大日と呼ばれているのは、何だか真言宗の信仰の広まりを感じさせますが、この様に阿弥陀如来が”大日さま”とか呼ばれている例が青森県にもあるんです。大鰐町の神岡山 大圓寺の本尊は”大鰐の大日さま”と呼ばれる古仏で、まさに岩面大仏の状況と同じです。もともと阿闍羅山山頂の寺院に祀られていたとされています。いつか記事を書きたいと思います。

達谷窟毘沙門堂は余すところなく楽しめました・・・!そろそろ別当の方も見てみましょう。
西光寺の方に進んでいくと、一際立派な杉の木が生えています。奉行坊杉と呼ばれるこの杉には、面白いエピソードが残っているんです。



説明書きです。




奉行坊杉

 達谷窟毘沙門堂の祭事を司る僧を別當奉行という。奉行の指図により各坊の僧がこの杉の元に参集したので奉行坊杉と呼ばれる。
 「安永風土記」にも大杉と記される。昭和21年、隣家から出火し、西風に煽られた炎は毘沙門堂と辨天堂に燃え移ったが、この杉が西側の枝葉を失いながら炎を防ぎ、不動堂、鐘楼等の諸堂が類焼を免がれたのは、古来暫々雷が落ち神宿木である大杉に、火之神不動尊が降りた為であると云われた。



巨大で遠くからも見えやすかったからか、集合地点としても使われていた様です。

奉行坊杉を過ぎ、左の方を向くと立派な鐘楼が置かれています。

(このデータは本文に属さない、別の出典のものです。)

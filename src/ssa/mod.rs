//! SSA construction and destruction (§4.7), built on `get`/`set` shadow
//! variables rather than classical phi nodes: a join block that needs a
//! merged value for some source variable `v` gets a `get shadow, type`
//! instruction at its head (`shadow` is a fresh SSA name), and every
//! predecessor on the dominance frontier that can reach it gets a
//! `set shadow, <current value of v on that path>` spliced in right before
//! its terminator. Interpreted directly, `get`/`set` behave like a single
//! implicit slot threaded along whichever edge control actually took.

use crate::cfg::analysis::find_entry;
use crate::cfg::dominance_frontiers::DominanceFrontiers;
use crate::cfg::dominators::DominatorTree;
use crate::cfg::{build_cfg, BasicBlock, Cfg};
use crate::dataflow::liveness;
use crate::error::{BrilError, Result};
use crate::ir::{Function, Instr, InstrKind, Type};
use petgraph::graph::NodeIndex;
use std::collections::{HashMap, HashSet};

/// Generates `{var}.{n}` SSA names, unique per variable across a function.
struct NameGen {
    counters: HashMap<String, u32>,
}

impl NameGen {
    fn new() -> Self {
        NameGen { counters: HashMap::new() }
    }

    fn fresh(&mut self, var: &str) -> String {
        let n = self.counters.entry(var.to_string()).or_insert(0);
        let name = format!("{var}.{n}");
        *n += 1;
        name
    }
}

fn var_type(func: &Function, var: &str) -> Option<Type> {
    func.args
        .iter()
        .find(|p| p.name == var)
        .map(|p| p.typ.clone())
        .or_else(|| func.instrs.iter().find(|i| i.dest() == Some(var)).and_then(|i| i.typ().cloned()))
}

/// If the function's entry block is itself targeted by a back-edge (a loop
/// whose header is the entry), give it a synthetic preheader so the entry
/// can carry a phi without conflating "value coming from the caller" with
/// "value coming from a loop iteration" — the caller's initial parameter
/// values land in the preheader instead.
fn ensure_entry_preheader(cfg: &mut Cfg) {
    let Some(entry) = find_entry(cfg) else { return };
    if cfg.predecessors(entry).next().is_none() {
        return;
    }
    let entry_name = cfg.block(entry).name.clone();
    let mut suffix = None;
    let name = loop {
        let candidate = match suffix {
            None => format!("{entry_name}.ssa_preheader"),
            Some(n) => format!("{entry_name}.ssa_preheader.{n}"),
        };
        if !cfg.name_to_node.contains_key(&candidate) {
            break candidate;
        }
        suffix = Some(suffix.map_or(1, |n| n + 1));
    };
    let pre = BasicBlock { name: name.clone(), has_source_label: true, instrs: vec![Instr::jmp(entry_name)] };
    cfg.insert_before(entry, pre);
    cfg.recompute_edges();
}

/// Convert a function to SSA form.
pub fn to_ssa(func: &Function) -> Result<Function> {
    let mut cfg = build_cfg(func)?;
    ensure_entry_preheader(&mut cfg);

    let dom_tree = DominatorTree::new(&cfg)?
        .ok_or_else(|| BrilError::IllFormedSsa { function: func.name.clone(), reason: "empty function".into() })?;
    let df = DominanceFrontiers::new(&cfg, &dom_tree);
    let live = liveness::analyze(&cfg);

    let mut vars: HashSet<String> = func.args.iter().map(|p| p.name.clone()).collect();
    for node in cfg.graph.node_indices() {
        for instr in &cfg.block(node).instrs {
            if let Some(d) = instr.dest() {
                vars.insert(d.to_string());
            }
        }
    }

    // def sites per variable, seeded with the (possibly newly created)
    // entry/preheader block for function parameters.
    let mut def_sites: HashMap<String, HashSet<NodeIndex>> = HashMap::new();
    let param_home = find_entry(&cfg).unwrap();
    for p in &func.args {
        def_sites.entry(p.name.clone()).or_default().insert(param_home);
    }
    for node in cfg.graph.node_indices() {
        for instr in &cfg.block(node).instrs {
            if let Some(d) = instr.dest() {
                def_sites.entry(d.to_string()).or_default().insert(node);
            }
        }
    }

    // Phi placement: iterated dominance frontier, pruned by liveness.
    let mut needs_phi: HashMap<NodeIndex, Vec<String>> = HashMap::new();
    let mut vars_sorted: Vec<&String> = vars.iter().collect();
    vars_sorted.sort();
    for var in vars_sorted {
        let Some(sites) = def_sites.get(var) else { continue };
        for block in df.iterated_frontier(sites) {
            if live[&block].in_fact.0.contains(var) {
                needs_phi.entry(block).or_default().push(var.clone());
            }
        }
    }

    let mut namegen = NameGen::new();
    // block -> (original var -> fresh shadow name), insertion order matters
    // for determinism, so keep a parallel Vec too.
    let mut phis_in_block: HashMap<NodeIndex, Vec<(String, String)>> = HashMap::new();

    // Fresh-name allocation order must be deterministic (§5/§6), so visit
    // phi blocks sorted by name rather than `needs_phi`'s HashMap order.
    let mut phi_blocks: Vec<NodeIndex> = needs_phi.keys().copied().collect();
    phi_blocks.sort_by_key(|&n| cfg.block(n).name.clone());

    for node in phi_blocks {
        let vars = needs_phi.get_mut(&node).unwrap();
        vars.sort();
        let mut pairs = Vec::new();
        for var in vars.iter() {
            var_type(func, var).ok_or_else(|| BrilError::IllFormedSsa {
                function: func.name.clone(),
                reason: format!("no type information for `{var}`"),
            })?;
            let fresh = namegen.fresh(var);
            pairs.push((var.clone(), fresh.clone()));
        }
        let block = cfg.block_mut(node);
        for (var, fresh) in pairs.iter().rev() {
            let typ = var_type(func, var).unwrap();
            block.instrs.insert(0, Instr::get(fresh.clone(), typ));
        }
        phis_in_block.insert(node, pairs);
    }
    tracing::debug!(function = %func.name, phi_blocks = phis_in_block.len(), "inserted SSA phi placeholders");

    rename(&mut cfg, func, &dom_tree, &phis_in_block, &mut namegen)?;

    cfg.recompute_edges();
    Ok(Function { instrs: crate::cfg::linearize::linearize(&cfg), ..func.clone() })
}

enum Frame {
    Enter(NodeIndex),
    Exit(HashMap<String, usize>),
}

fn rename(
    cfg: &mut Cfg,
    func: &Function,
    dom_tree: &DominatorTree,
    phis_in_block: &HashMap<NodeIndex, Vec<(String, String)>>,
    namegen: &mut NameGen,
) -> Result<()> {
    let mut stacks: HashMap<String, Vec<String>> = HashMap::new();
    for p in &func.args {
        stacks.entry(p.name.clone()).or_default().push(p.name.clone());
    }

    let root = dom_tree.root();
    let mut frames = vec![Frame::Enter(root)];

    while let Some(frame) = frames.pop() {
        match frame {
            Frame::Exit(pushed) => {
                for (var, count) in pushed {
                    let stack = stacks.get_mut(&var).unwrap();
                    for _ in 0..count {
                        stack.pop();
                    }
                }
            }
            Frame::Enter(node) => {
                let mut pushed: HashMap<String, usize> = HashMap::new();
                let phi_names: HashSet<&str> =
                    phis_in_block.get(&node).map(|v| v.iter().map(|(_, f)| f.as_str()).collect()).unwrap_or_default();

                let instrs_len = cfg.block(node).instrs.len();
                for i in 0..instrs_len {
                    let instr = cfg.block_mut(node).instrs[i].clone();
                    let is_phi_get = matches!(&instr.kind, InstrKind::Get { dest, .. } if phi_names.contains(dest.as_str()));

                    let renamed = if is_phi_get {
                        instr
                    } else {
                        rename_uses(&instr, &stacks)
                    };

                    let final_instr = if let Some(dest) = renamed.dest() {
                        if is_phi_get {
                            let var = phis_in_block[&node].iter().find(|(_, f)| f == dest).unwrap().0.clone();
                            stacks.entry(var.clone()).or_default().push(dest.to_string());
                            *pushed.entry(var).or_insert(0) += 1;
                            renamed
                        } else {
                            let fresh = namegen.fresh(dest);
                            let mut r = renamed;
                            let original = dest.to_string();
                            r.set_dest(fresh.clone());
                            stacks.entry(original.clone()).or_default().push(fresh);
                            *pushed.entry(original).or_insert(0) += 1;
                            r
                        }
                    } else {
                        renamed
                    };

                    cfg.block_mut(node).instrs[i] = final_instr;
                }

                // Feed successors' phis from this block's current values.
                let successors: Vec<NodeIndex> = cfg.successors(node).collect();
                for succ in successors {
                    let Some(pairs) = phis_in_block.get(&succ) else { continue };
                    for (var, shadow) in pairs {
                        let value_name = match stacks.get(var).and_then(|s| s.last()) {
                            Some(name) => name.clone(),
                            None => {
                                let typ = var_type(func, var).ok_or_else(|| BrilError::IllFormedSsa {
                                    function: func.name.clone(),
                                    reason: format!("no type information for `{var}`"),
                                })?;
                                let tmp = namegen.fresh(&format!("{var}.undef"));
                                insert_before_terminator(cfg.block_mut(node), Instr::undef(tmp.clone(), typ));
                                tmp
                            }
                        };
                        insert_before_terminator(cfg.block_mut(node), Instr::set(shadow.clone(), value_name));
                    }
                }

                frames.push(Frame::Exit(pushed));
                let mut children: Vec<NodeIndex> = dom_tree.children(node).to_vec();
                children.sort_by_key(|&c| cfg.block(c).name.clone());
                for child in children {
                    frames.push(Frame::Enter(child));
                }
            }
        }
    }

    Ok(())
}

fn rename_uses(instr: &Instr, stacks: &HashMap<String, Vec<String>>) -> Instr {
    let lookup = |name: &str| -> String { stacks.get(name).and_then(|s| s.last()).cloned().unwrap_or_else(|| name.to_string()) };

    let mut out = instr.clone();
    match &mut out.kind {
        InstrKind::Value { args, .. } | InstrKind::Effect { args, .. } => {
            for a in args.iter_mut() {
                *a = lookup(a);
            }
        }
        InstrKind::Set { shadow: _, src } => {
            *src = lookup(src);
        }
        _ => {}
    }
    out
}

fn insert_before_terminator(block: &mut crate::cfg::BasicBlock, instr: Instr) {
    if block.instrs.last().map(|i| i.is_terminator()).unwrap_or(false) {
        let idx = block.instrs.len() - 1;
        block.instrs.insert(idx, instr);
    } else {
        block.instrs.push(instr);
    }
}

/// Destroy SSA form: every `set shadow, src` becomes a plain `id shadow,
/// src` copy and every `get` is dropped — the copies alone reconstruct the
/// merged value once `shadow` is read as an ordinary (non-SSA) variable.
pub fn from_ssa(func: &Function) -> Result<Function> {
    let mut shadow_types: HashMap<String, Type> = HashMap::new();
    for instr in &func.instrs {
        if let InstrKind::Get { dest, typ, .. } = &instr.kind {
            shadow_types.insert(dest.clone(), typ.clone());
        }
    }

    let mut out = Vec::with_capacity(func.instrs.len());
    for instr in &func.instrs {
        match &instr.kind {
            InstrKind::Get { .. } => continue,
            InstrKind::Set { shadow, src, .. } => {
                let typ = shadow_types.get(shadow).cloned().ok_or_else(|| BrilError::IllFormedSsa {
                    function: func.name.clone(),
                    reason: format!("`set {shadow}` has no matching `get` to recover its type"),
                })?;
                out.push(Instr::value(crate::ir::ValueOp::Id, shadow.clone(), typ, vec![src.clone()]));
            }
            _ => out.push(instr.clone()),
        }
    }

    Ok(Function { instrs: out, ..func.clone() })
}

/// Well-formedness check (§4.7): every destination is assigned at most
/// once in the function, and every use is dominated by its definition
/// (`get`s count as defined at their block's entry).
///
/// The dominance check only looks at *data* uses — a `set shadow, src`
/// reads `src`, but `shadow` there is a write target under a different
/// name, not a read; a `set` feeding a join's `get` routinely sits in a
/// block that does not dominate the `get`'s block at all (that's the
/// whole point of a phi), so counting `shadow` as a use here would reject
/// exactly the programs this function is meant to accept.
pub fn is_ssa(func: &Function) -> bool {
    let mut seen: HashSet<&str> = HashSet::new();
    for instr in &func.instrs {
        if let Some(dest) = instr.dest() {
            if !seen.insert(dest) {
                return false;
            }
        }
    }

    let Ok(cfg) = build_cfg(func) else { return false };
    let dom_tree = match DominatorTree::new(&cfg) {
        Ok(Some(t)) => t,
        Ok(None) => return true,
        Err(_) => return false,
    };

    // `-1` sentinel marks a `get`'s definition as preceding every real
    // instruction in its block (block-entry position).
    let mut def_site: HashMap<&str, (NodeIndex, i64)> = HashMap::new();
    for node in cfg.graph.node_indices() {
        for (idx, instr) in cfg.block(node).instrs.iter().enumerate() {
            if let InstrKind::Get { dest, .. } = &instr.kind {
                def_site.insert(dest.as_str(), (node, -1));
            } else if let Some(dest) = instr.dest() {
                def_site.insert(dest, (node, idx as i64));
            }
        }
    }

    for node in cfg.graph.node_indices() {
        for (idx, instr) in cfg.block(node).instrs.iter().enumerate() {
            for used in data_uses(instr) {
                // Function parameters have no recorded def site and are
                // live from entry; nothing to check for them.
                let Some(&(def_node, def_idx)) = def_site.get(used) else { continue };
                let dominated = if def_node == node {
                    def_idx < idx as i64
                } else {
                    dom_tree.strictly_dominates(def_node, node)
                };
                if !dominated {
                    return false;
                }
            }
        }
    }

    true
}

/// Variables genuinely read by `instr`, excluding `set shadow, src`'s
/// `shadow` — see `is_ssa`'s doc comment for why that one doesn't count.
fn data_uses(instr: &Instr) -> Vec<&str> {
    match &instr.kind {
        InstrKind::Value { args, .. } | InstrKind::Effect { args, .. } => {
            args.iter().map(String::as_str).collect()
        }
        InstrKind::Set { src, .. } => vec![src.as_str()],
        _ => Vec::new(),
    }
}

杉によって火災から守られた堂宇の1つです。掠れてはいますが、丹が塗られて赤く染まっています。説明書きも見てみましょう。

鐘楼

 窟毘沙門堂、鹿島社と共に慶長20年(1615年)の建立と伝える。
 江戸時代には伊達藩が毘沙門堂と共に屋根の葺き替えを行っていた事が記録に残る。
 かつては板葺で120貫(約450㎏)の洪鐘を吊っていたが、昭和19年に戦時供出。昭和58年に150貫(約563㎏)の洪鐘を新鋳。
 平成27年に御修復を了え、面目を一新した。今でも五ツ(午前8時・辰刻)、九ツ(正午・午刻)、七ツ(午後4時・申刻)に昔ながらの打鐘で時を報せている。





鐘楼を過ぎると直ぐに不動堂があり、その向かいには閼伽堂が置かれています。名前からして水神を祀っている御堂だと思われます。



お待たせしました。今回の巡礼の札所、姫待不動堂です。早速ご由緒を!



姫待不動堂

 惡路王等は京から拐って来た姫君を窟上流の「籠姫」に閉じ込め、「櫻野」で暫々花見を樂しんだ。逃げようとする姫君を待ち伏せした瀧を人々は「姫待瀧」、再び逃げ出せぬよう姫君の黒髪を見せしめに切り、その髪を掛けた石を「髢石」と呼んだ。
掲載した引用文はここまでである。